I agree. I grew up with a family very similar to this. Cruel treatment by my father, and a mother who should have saved us all and left, but chose to stay... and I paid the price for it over and over again.
The feelings of hate and running away are strong, yet same with the feelings of being stuck and trapped and just existing one day at a time because what can you really do?
There were some scenes in this show that really hit home. The whole "I'm sorry and things will be better now". Or the being hurt so badly that it hurts to move. And realizing that any excuse any parent made to cover it up just is completely unacceptable... yet during the time and the situation, the excuses were always accepted, or considered good enough and the paged turned to a new day and a new awful memory yet to be written.
But then also the scenes where time has passed and you are grown up and not the victim anymore. And you see the parent more aged, vulnerable, and then there are moments you see that parent's positive traits... even though there was once a time you never believed any were there. Then trying to reconcile all of that - the man who you had come to know as a monster - someone only capable of inflicting pain, is also a man capable of kindness... and you realize that you do in fact have good memories. You just did have to search harder for them, but they are there. And now what do you do with that?
As with my father, (although mine died) the time comes when all those painful memories that you were holding onto, as though they were the sum total of one's childhood experiences, no longer seem like something to carry around anymore. Like how Michael (Ryan Reynolds) burned his novel, leaving those memories in the past and choosing not to continue to carry them into the future becomes something you find yourself doing, and in doing so, it's almost liberating.
There was a time I once only hated my father and everything he did to me and my family. I thought that out of everyone I knew, when his death came, it would be easy for me, as I thought I had disconnected myself from him. Severed any emotional tie. Yet in fact I found myself in pain. And all those good memories I forgot existed, were the ones so easy to find. All of a sudden,all the painful ones lost their vividness. Dropped to the wayside. Not forgotten, but not... I really don't know. They just seem like old stories now. The reality of the present, the current seems to be more important. More significant.
And strangely, my father's last name, which I have carried throughout all my life and always hated, all of a sudden I am no longer ashamed of it. My father died a different man. A man I couldn't hate anymore. A man with his own pain and regrets.

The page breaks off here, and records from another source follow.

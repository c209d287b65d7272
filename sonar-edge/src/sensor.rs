use std::fmt;
use std::io;
use std::time::Duration;

use sonar_core::protocol::{FRAME_HEADER, FRAME_LEN, POLL_COMMAND};
use sonar_core::{Centimeters, Channel, Distance, FrameError, RawFrame};
use tokio::time::{Instant, sleep};
use tracing::{debug, warn};

use crate::transport::{Uart, read_exact};

/// How often a waiting poll re-checks the UART for a complete frame.
const AVAILABILITY_CHECK: Duration = Duration::from_millis(2);

#[derive(Debug, thiserror::Error)]
pub enum LinkError {
    #[error(transparent)]
    Frame(#[from] FrameError),

    #[error("UART I/O error: {0}")]
    Io(#[from] io::Error),
}

/// What went wrong on a failed poll, with the bytes seen on the wire.
#[derive(Debug)]
pub struct Diagnostic {
    pub channel: Channel,
    pub error: LinkError,
    /// Frame bytes consumed by the poll followed by whatever was flushed.
    pub raw: Vec<u8>,
}

impl fmt::Display for Diagnostic {
    fn fmt(&self, f: &mut fmt::Formatter<'_>) -> fmt::Result {
        write!(f, "{}: {} | Raw Data: ", self.channel.label(), self.error)?;

        if self.raw.is_empty() {
            return f.write_str("No data");
        }

        for (i, byte) in self.raw.iter().enumerate() {
            if i > 0 {
                f.write_str(" ")?;
            }
            write!(f, "{byte:02X}")?;
        }
        Ok(())
    }
}

/// One rangefinder on its own UART.
///
/// Each [`poll`](SensorLink::poll) sends a single command byte and decodes
/// the 4-byte answer. Failures never escape: they turn the reading into
/// [`Distance::Unavailable`] for this cycle, flush the UART so leftovers
/// can't shift the next frame, and leave a [`Diagnostic`] behind.
pub struct SensorLink {
    channel: Channel,
    uart: Box<dyn Uart>,
    read_timeout: Duration,
    frame: [u8; FRAME_LEN],
    consumed: usize,
    last: Distance,
    diagnostic: Option<Diagnostic>,
}

impl SensorLink {
    pub fn new(channel: Channel, uart: Box<dyn Uart>, read_timeout: Duration) -> Self {
        Self {
            channel,
            uart,
            read_timeout,
            frame: [0; FRAME_LEN],
            consumed: 0,
            last: Distance::Unavailable,
            diagnostic: None,
        }
    }

    pub fn channel(&self) -> Channel {
        self.channel
    }

    /// Result of the most recent poll.
    pub fn last(&self) -> Distance {
        self.last
    }

    /// Take the diagnostic left by the most recent failed poll, if any.
    pub fn take_diagnostic(&mut self) -> Option<Diagnostic> {
        self.diagnostic.take()
    }

    pub async fn poll(&mut self) -> Distance {
        self.consumed = 0;

        let distance = match self.read_frame().await {
            Ok(cm) => {
                self.diagnostic = None;
                debug!(channel = %self.channel, cm = cm.get(), "Sensor reading");
                Distance::Measured(cm)
            }
            Err(error) => {
                let diagnostic = self.flush(error);
                warn!(channel = %self.channel, "{diagnostic}");
                self.diagnostic = Some(diagnostic);
                Distance::Unavailable
            }
        };

        self.last = distance;
        distance
    }

    async fn read_frame(&mut self) -> Result<Centimeters, LinkError> {
        self.uart.write(&[POLL_COMMAND])?;

        let deadline = Instant::now() + self.read_timeout;
        loop {
            let available = self.uart.available()?;
            if available >= FRAME_LEN {
                break;
            }
            if Instant::now() >= deadline {
                return Err(FrameError::Timeout {
                    received: available,
                }
                .into());
            }
            sleep(AVAILABILITY_CHECK).await;
        }

        read_exact(self.uart.as_mut(), &mut self.frame[..1])?;
        self.consumed = 1;

        if self.frame[0] != FRAME_HEADER {
            return Err(FrameError::BadHeader(self.frame[0]).into());
        }

        read_exact(self.uart.as_mut(), &mut self.frame[1..])?;
        self.consumed = FRAME_LEN;

        Ok(RawFrame::from_bytes(self.frame).decode()?)
    }

    fn flush(&mut self, error: LinkError) -> Diagnostic {
        let mut raw = self.frame[..self.consumed].to_vec();

        match self.uart.drain() {
            Ok(rest) => raw.extend(rest),
            Err(e) => warn!(channel = %self.channel, error = %e, "Failed to flush UART"),
        }

        Diagnostic {
            channel: self.channel,
            error,
            raw,
        }
    }
}

impl fmt::Debug for SensorLink {
    fn fmt(&self, f: &mut fmt::Formatter<'_>) -> fmt::Result {
        f.debug_struct("SensorLink")
            .field("channel", &self.channel)
            .field("read_timeout", &self.read_timeout)
            .field("last", &self.last)
            .finish_non_exhaustive()
    }
}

I think the ending (and the movie in whole) was so well written. Deeply moving to someone like me who can find so many similarities and parallels to my own life. I haven't cried so much watching a movie in years. And as sad and painful as it was watching this movie, it was profoundly comforting as well. Even therapeutic when you still have some open wounds, questions, confusion, and a whole lot of stuff you just don't know what to do with.